Breastfeed Your Baby
If able, you should breastfeed your baby. Research suggests that breastfeeding might reduce the risk of SIDS. A few studies have found SIDS to be less common in babies who have been breastfed. This may be because breast milk can provide protection from some infections that can trigger sudden death in babies. If you bring your baby into your bed to feed or comfort them, put your baby back in their crib when you are ready to return to sleep.
Consider a Pacifier at Bedtime and Nap Time
Studies have shown a protective effect of pacifiers on reducing the risk of SIDS. Offer a pacifier to your baby when you put them down to sleep.

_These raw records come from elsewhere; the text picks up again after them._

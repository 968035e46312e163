pub mod node_index;
pub mod ad;
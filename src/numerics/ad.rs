//! Directional-derivative seeding for local coupling expressions.
//!
//! A coupling constraint is written once as an expression over dual numbers;
//! seeding each operand of interest with a unit derivative direction and
//! evaluating the expression propagates exact partials through every
//! arithmetic operation, so the Jacobian entries fall out of the result
//! without hand-derived derivatives. The derivative vector length is the
//! number of active directions for the current local evaluation and is reset
//! for every evaluation.

use nalgebra::{DVector, Dyn, U1};
use num_dual::{Derivative, DualDVec64};

/// Seed `value` as derivative direction `direction` out of `ndir` active
/// directions.
pub fn seed(value: f64, direction: usize, ndir: usize) -> DualDVec64 {
    debug_assert!(direction < ndir);
    DualDVec64::new(value, Derivative::derivative_generic(Dyn(ndir), U1, direction))
}

/// Seed a pair of operands with two directions: direction 0 tracks the first
/// operand, direction 1 the second.
pub fn seed_pair(a: f64, b: f64) -> (DualDVec64, DualDVec64) {
    (seed(a, 0, 2), seed(b, 1, 2))
}

/// Partials of an evaluated expression with respect to all `ndir` seeded
/// directions.
pub fn gradient(x: DualDVec64, ndir: usize) -> DVector<f64> {
    x.eps.unwrap_generic(Dyn(ndir), U1)
}
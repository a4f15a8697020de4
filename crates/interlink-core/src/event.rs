//! Packet events.
//!
//! Events are the side channel relayers watch to learn which packets to
//! carry. The handler appends them to an injected [`EventSink`]; they are
//! never part of an operation's return value.

use interlink_proto::{Packet, PacketData};

/// Attribute keys shared by send and receive events.
pub mod attributes {
    /// Hex-encoded packet data
    pub const DATA: &str = "data";
    /// Packet timeout height
    pub const TIMEOUT_HEIGHT: &str = "timeout-height";
    /// Packet sequence
    pub const SEQUENCE: &str = "sequence";
    /// Source port
    pub const SRC_PORT: &str = "src-port";
    /// Source channel
    pub const SRC_CHANNEL: &str = "src-channel";
    /// Destination port
    pub const DST_PORT: &str = "dst-port";
    /// Destination channel
    pub const DST_CHANNEL: &str = "dst-channel";
}

/// Kind of packet event
#[derive(Debug, Clone, Copy, PartialEq, Eq, Hash)]
pub enum EventKind {
    /// A packet was committed for sending
    SendPacket,
    /// A received packet was executed and its receipt recorded
    RecvPacket,
}

impl EventKind {
    /// Event type string.
    pub const fn as_str(self) -> &'static str {
        match self {
            Self::SendPacket => "send_packet",
            Self::RecvPacket => "recv_packet",
        }
    }
}

/// A structured packet event.
#[derive(Debug, Clone, PartialEq, Eq)]
pub struct PacketEvent {
    /// Event kind
    pub kind: EventKind,
    /// Ordered key/value attributes
    pub attributes: Vec<(&'static str, String)>,
}

impl PacketEvent {
    /// Build the standard attribute set for `packet`.
    pub fn from_packet<D: PacketData>(kind: EventKind, packet: &Packet<D>) -> Self {
        let attributes = vec![
            (attributes::DATA, hex::encode(packet.data_bytes())),
            (attributes::TIMEOUT_HEIGHT, packet.timeout_height().to_string()),
            (attributes::SEQUENCE, packet.sequence.to_string()),
            (attributes::SRC_PORT, packet.source_port.to_string()),
            (attributes::SRC_CHANNEL, packet.source_channel.to_string()),
            (attributes::DST_PORT, packet.destination_port.to_string()),
            (attributes::DST_CHANNEL, packet.destination_channel.to_string()),
        ];
        Self { kind, attributes }
    }

    /// Value of the first attribute named `key`.
    pub fn attribute(&self, key: &str) -> Option<&str> {
        self.attributes.iter().find(|(k, _)| *k == key).map(|(_, v)| v.as_str())
    }
}

/// Append-only destination for packet events.
pub trait EventSink {
    /// Record an event.
    fn emit(&mut self, event: PacketEvent);
}

impl EventSink for Vec<PacketEvent> {
    fn emit(&mut self, event: PacketEvent) {
        self.push(event);
    }
}

impl<T: EventSink + ?Sized> EventSink for &mut T {
    fn emit(&mut self, event: PacketEvent) {
        (**self).emit(event);
    }
}

#[cfg(test)]
mod tests {
    use bytes::Bytes;
    use interlink_proto::{ChannelId, Height, OpaquePacketData, PortId};

    use super::*;

    #[test]
    fn send_event_carries_all_attributes() {
        let packet = Packet::new(
            OpaquePacketData::new(Bytes::from_static(b"hi"), Height::new(42)),
            5,
            PortId::new("transfer").unwrap(),
            ChannelId::new("channel-0").unwrap(),
            PortId::new("transfer").unwrap(),
            ChannelId::new("channel-1").unwrap(),
        );
        let event = PacketEvent::from_packet(EventKind::SendPacket, &packet);

        let rendered: Vec<String> =
            event.attributes.iter().map(|(k, v)| format!("{k}={v}")).collect();
        insta::assert_snapshot!(
            rendered.join(" "),
            @"data=6869 timeout-height=42 sequence=5 src-port=transfer src-channel=channel-0 dst-port=transfer dst-channel=channel-1"
        );
        assert_eq!(event.kind.as_str(), "send_packet");
        assert_eq!(event.attribute(attributes::SEQUENCE), Some("5"));
        assert_eq!(event.attribute("missing"), None);
    }
}
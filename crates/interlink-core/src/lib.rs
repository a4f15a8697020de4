//! Interlink packet lifecycle core logic
//!
//! Pure state machine for moving packets between two ledgers over a channel,
//! completely decoupled from storage backends, proof formats and I/O.
//!
//! # Architecture
//!
//! The [`handler::PacketHandler`] owns three injected collaborators:
//!
//! - a [`store::Store`] holding channel records, sequence counters and
//!   commitments
//! - a [`keeper::ConnectionKeeper`] that resolves connections and light
//!   clients and verifies counterparty proofs
//! - an [`event::EventSink`] that receives the events relayers watch
//!
//! Every operation is validate-then-apply: all checks run against the stores
//! before the first write, so a rejected operation is a no-op. The host
//! ledger supplies its current height explicitly through [`mod@env`].
//!
//! The same handler runs unchanged in production hosts, unit tests against
//! [`store::MemoryStore`], and the two-ledger simulation in
//! `interlink-harness`.
//!
//! # Components
//!
//! - [`handler`]: Packet lifecycle (send, receive, executed, acknowledge,
//!   cleanup)
//! - [`store`]: Channel, sequence and commitment stores
//! - [`keeper`]: Connection, client and proof verification collaborator
//! - [`event`]: Packet events for relayers
//! - [`mod@env`]: Environment abstraction (block height)
//! - [`config`]: Handler limits
//! - [`error`]: Packet errors and invariant violations

#![forbid(unsafe_code)]
#![warn(missing_docs)]

pub mod config;
pub mod env;
pub mod error;
pub mod event;
pub mod handler;
pub mod keeper;
pub mod store;

pub use config::HandlerConfig;
pub use env::Environment;
pub use error::{Error, InvariantViolation, PacketError};
pub use event::{EventKind, EventSink, PacketEvent};
pub use handler::PacketHandler;
pub use keeper::{ConnectionKeeper, VerificationError};
pub use store::{ChannelStore, CommitmentStore, MemoryStore, SequenceStore, Store};
//! Oracle helpers for scenario verification.
//!
//! Common checks on the final [`World`]. Compose them with [`all_of`].

use interlink_proto::Order;

use crate::scenario::{OracleFn, StepKind, World};

/// Every sent packet has been cleaned up on the source.
pub fn no_packets_in_flight() -> OracleFn {
    Box::new(|world: &World| {
        let in_flight = world.observable_state().in_flight;
        if in_flight.is_empty() {
            Ok(())
        } else {
            Err(format!("packets still in flight: {in_flight:?}"))
        }
    })
}

/// `count` packets are still committed on the source.
pub fn packets_in_flight(count: usize) -> OracleFn {
    Box::new(move |world: &World| {
        let in_flight = world.observable_state().in_flight;
        if in_flight.len() == count {
            Ok(())
        } else {
            Err(format!("expected {count} packets in flight, found {in_flight:?}"))
        }
    })
}

/// Counters agree with the recorded steps.
///
/// The source's next-send is one past the number of successful sends. On an
/// ordered channel the destination's next-receive is one past the number of
/// deliveries; on an unordered channel it never moves.
pub fn sequences_consistent() -> OracleFn {
    Box::new(|world: &World| {
        let state = world.observable_state();
        let sent = world.successes(&StepKind::Send) as u64;
        let delivered = world.successes(&StepKind::Deliver) as u64;

        if state.next_send != sent + 1 {
            return Err(format!("next send {} after {sent} sends", state.next_send));
        }
        let expected_recv = match world.ordering() {
            Order::Ordered => delivered + 1,
            _ => 1,
        };
        if state.next_recv != expected_recv {
            return Err(format!(
                "next receive {} after {delivered} deliveries, expected {expected_recv}",
                state.next_recv
            ));
        }
        Ok(())
    })
}

/// Every delivered packet has an acknowledgement commitment.
pub fn acknowledgements_recorded() -> OracleFn {
    Box::new(|world: &World| {
        let delivered = world.successes(&StepKind::Deliver);
        let recorded = world.observable_state().acknowledgements;
        if recorded == delivered && world.acknowledgements_recorded() {
            Ok(())
        } else {
            Err(format!("{recorded} acknowledgements for {delivered} deliveries"))
        }
    })
}

/// Exactly `count` deliveries failed.
pub fn failed_deliveries(count: usize) -> OracleFn {
    Box::new(move |world: &World| {
        let failed = world.failures(&StepKind::Deliver);
        if failed == count {
            Ok(())
        } else {
            Err(format!("expected {count} failed deliveries, got {failed}"))
        }
    })
}

/// Combine multiple oracles; all must pass.
pub fn all_of(oracles: Vec<OracleFn>) -> OracleFn {
    Box::new(move |world: &World| {
        for oracle in &oracles {
            oracle(world)?;
        }
        Ok(())
    })
}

You don’t have to put the pacifier back in once the baby falls asleep. Do not hang the pacifier around your baby’s neck or attach it to clothing while your baby is sleeping. This could strangle or injure your baby. If you are breastfeeding, wait until feeding is going well before giving your baby a pacifier; this may take several weeks.
Home Monitors for Babies at Risk
Though some electronic home monitors can detect and sound an alarm when a baby stops breathing, there is no proof that these can prevent SIDS. In 1986, the National Institutes of Health advised that home monitors not be used for babies who do not have an increased risk of sudden, unexpected death. The monitors may be advised for:
- Babies who have had one or more severe events during which they stopped breathing and needed resuscitation or stimulation
- Premature babies with apnea (stopping breathing)
- Siblings of two or more SIDS babies
If an event has occurred, or if a baby is on a monitor, parents need to know how to properly use and maintain the device. They also need to know how to resuscitate their baby if the alarm sounds.